*WORK TO BE COMPLETED:* Look through the records, and wherever the string "sqlx" turns up, copy out that line.

════════════════════

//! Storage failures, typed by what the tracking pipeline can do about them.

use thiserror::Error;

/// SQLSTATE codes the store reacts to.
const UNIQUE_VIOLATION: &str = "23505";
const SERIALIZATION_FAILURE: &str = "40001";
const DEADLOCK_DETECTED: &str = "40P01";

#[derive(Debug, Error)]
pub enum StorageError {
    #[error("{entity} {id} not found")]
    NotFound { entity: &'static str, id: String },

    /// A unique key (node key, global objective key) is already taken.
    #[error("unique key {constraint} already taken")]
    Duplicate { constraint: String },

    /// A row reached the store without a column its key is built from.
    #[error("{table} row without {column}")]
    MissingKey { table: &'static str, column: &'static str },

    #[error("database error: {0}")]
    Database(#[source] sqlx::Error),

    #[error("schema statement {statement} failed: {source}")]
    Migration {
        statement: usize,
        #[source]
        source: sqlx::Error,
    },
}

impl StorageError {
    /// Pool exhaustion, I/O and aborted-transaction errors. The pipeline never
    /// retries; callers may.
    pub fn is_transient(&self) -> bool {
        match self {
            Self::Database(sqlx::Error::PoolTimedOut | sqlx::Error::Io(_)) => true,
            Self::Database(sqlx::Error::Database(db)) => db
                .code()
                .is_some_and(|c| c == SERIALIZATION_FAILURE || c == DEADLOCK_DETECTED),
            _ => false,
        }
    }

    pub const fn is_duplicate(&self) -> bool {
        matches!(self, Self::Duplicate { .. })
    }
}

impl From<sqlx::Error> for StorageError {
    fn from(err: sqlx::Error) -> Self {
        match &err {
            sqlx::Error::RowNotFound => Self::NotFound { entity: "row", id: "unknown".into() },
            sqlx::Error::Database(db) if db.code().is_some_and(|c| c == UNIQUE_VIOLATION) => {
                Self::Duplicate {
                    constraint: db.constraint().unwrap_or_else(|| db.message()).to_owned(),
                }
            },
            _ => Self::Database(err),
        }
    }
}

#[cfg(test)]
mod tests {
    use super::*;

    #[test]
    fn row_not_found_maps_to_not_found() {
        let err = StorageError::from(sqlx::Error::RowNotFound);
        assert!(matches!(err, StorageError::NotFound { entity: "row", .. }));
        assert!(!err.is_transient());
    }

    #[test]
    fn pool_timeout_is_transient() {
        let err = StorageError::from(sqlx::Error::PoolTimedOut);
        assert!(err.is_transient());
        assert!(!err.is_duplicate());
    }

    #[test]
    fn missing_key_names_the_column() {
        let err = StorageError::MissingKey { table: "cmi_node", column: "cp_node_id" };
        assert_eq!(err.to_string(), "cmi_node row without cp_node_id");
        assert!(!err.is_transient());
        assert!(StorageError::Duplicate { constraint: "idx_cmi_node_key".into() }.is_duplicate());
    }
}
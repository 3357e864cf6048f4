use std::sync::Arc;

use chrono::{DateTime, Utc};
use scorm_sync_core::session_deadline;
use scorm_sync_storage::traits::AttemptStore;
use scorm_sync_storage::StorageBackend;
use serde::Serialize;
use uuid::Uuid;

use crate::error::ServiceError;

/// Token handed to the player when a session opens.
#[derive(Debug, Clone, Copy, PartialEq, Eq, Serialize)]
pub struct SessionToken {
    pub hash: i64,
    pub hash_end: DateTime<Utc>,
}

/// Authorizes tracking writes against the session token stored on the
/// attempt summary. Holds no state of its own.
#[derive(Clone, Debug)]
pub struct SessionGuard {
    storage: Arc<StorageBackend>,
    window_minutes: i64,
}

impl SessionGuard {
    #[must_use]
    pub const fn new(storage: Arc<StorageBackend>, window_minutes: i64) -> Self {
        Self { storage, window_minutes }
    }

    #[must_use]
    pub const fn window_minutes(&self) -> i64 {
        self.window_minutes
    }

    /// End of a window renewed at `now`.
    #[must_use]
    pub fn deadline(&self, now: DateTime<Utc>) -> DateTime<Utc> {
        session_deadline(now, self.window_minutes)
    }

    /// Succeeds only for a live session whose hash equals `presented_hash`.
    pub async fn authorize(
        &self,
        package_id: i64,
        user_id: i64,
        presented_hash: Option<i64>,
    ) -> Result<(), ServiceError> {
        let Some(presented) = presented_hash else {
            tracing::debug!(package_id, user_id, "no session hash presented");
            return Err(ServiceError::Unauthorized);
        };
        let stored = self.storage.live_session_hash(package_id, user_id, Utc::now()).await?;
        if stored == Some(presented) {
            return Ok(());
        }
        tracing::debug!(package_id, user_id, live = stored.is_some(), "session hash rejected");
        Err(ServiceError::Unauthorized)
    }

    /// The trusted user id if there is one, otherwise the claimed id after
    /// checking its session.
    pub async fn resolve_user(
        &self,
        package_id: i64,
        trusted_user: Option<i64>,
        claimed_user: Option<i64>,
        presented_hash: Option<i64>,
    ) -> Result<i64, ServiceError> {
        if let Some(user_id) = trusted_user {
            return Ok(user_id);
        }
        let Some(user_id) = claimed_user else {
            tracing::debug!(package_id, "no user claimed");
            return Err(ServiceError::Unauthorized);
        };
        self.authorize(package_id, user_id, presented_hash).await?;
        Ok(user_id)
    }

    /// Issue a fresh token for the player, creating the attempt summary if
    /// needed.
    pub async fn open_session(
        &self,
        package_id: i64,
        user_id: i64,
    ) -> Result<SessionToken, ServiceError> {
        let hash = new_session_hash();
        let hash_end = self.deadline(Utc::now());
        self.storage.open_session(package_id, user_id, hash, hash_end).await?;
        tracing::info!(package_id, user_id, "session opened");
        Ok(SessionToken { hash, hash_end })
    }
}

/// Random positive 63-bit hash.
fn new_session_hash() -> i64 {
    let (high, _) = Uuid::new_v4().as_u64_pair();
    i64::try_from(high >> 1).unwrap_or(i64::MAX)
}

════════════════════

*RESPONSE:*
    Database(#[source] sqlx::Error),
        source: sqlx::Error,
            Self::Database(sqlx::Error::PoolTimedOut | sqlx::Error::Io(_)) => true,
            Self::Database(sqlx::Error::Database(db)) => db
impl From<sqlx::Error> for StorageError {
    fn from(err: sqlx::Error) -> Self {
            sqlx::Error::RowNotFound => Self::NotFound { entity: "row", id: "unknown".into() },
            sqlx::Error::Database(db) if db.code().is_some_and(|c| c == UNIQUE_VIOLATION) => {
        let err = StorageError::from(sqlx::Error::RowNotFound);
        let err = StorageError::from(sqlx::Error::PoolTimedOut);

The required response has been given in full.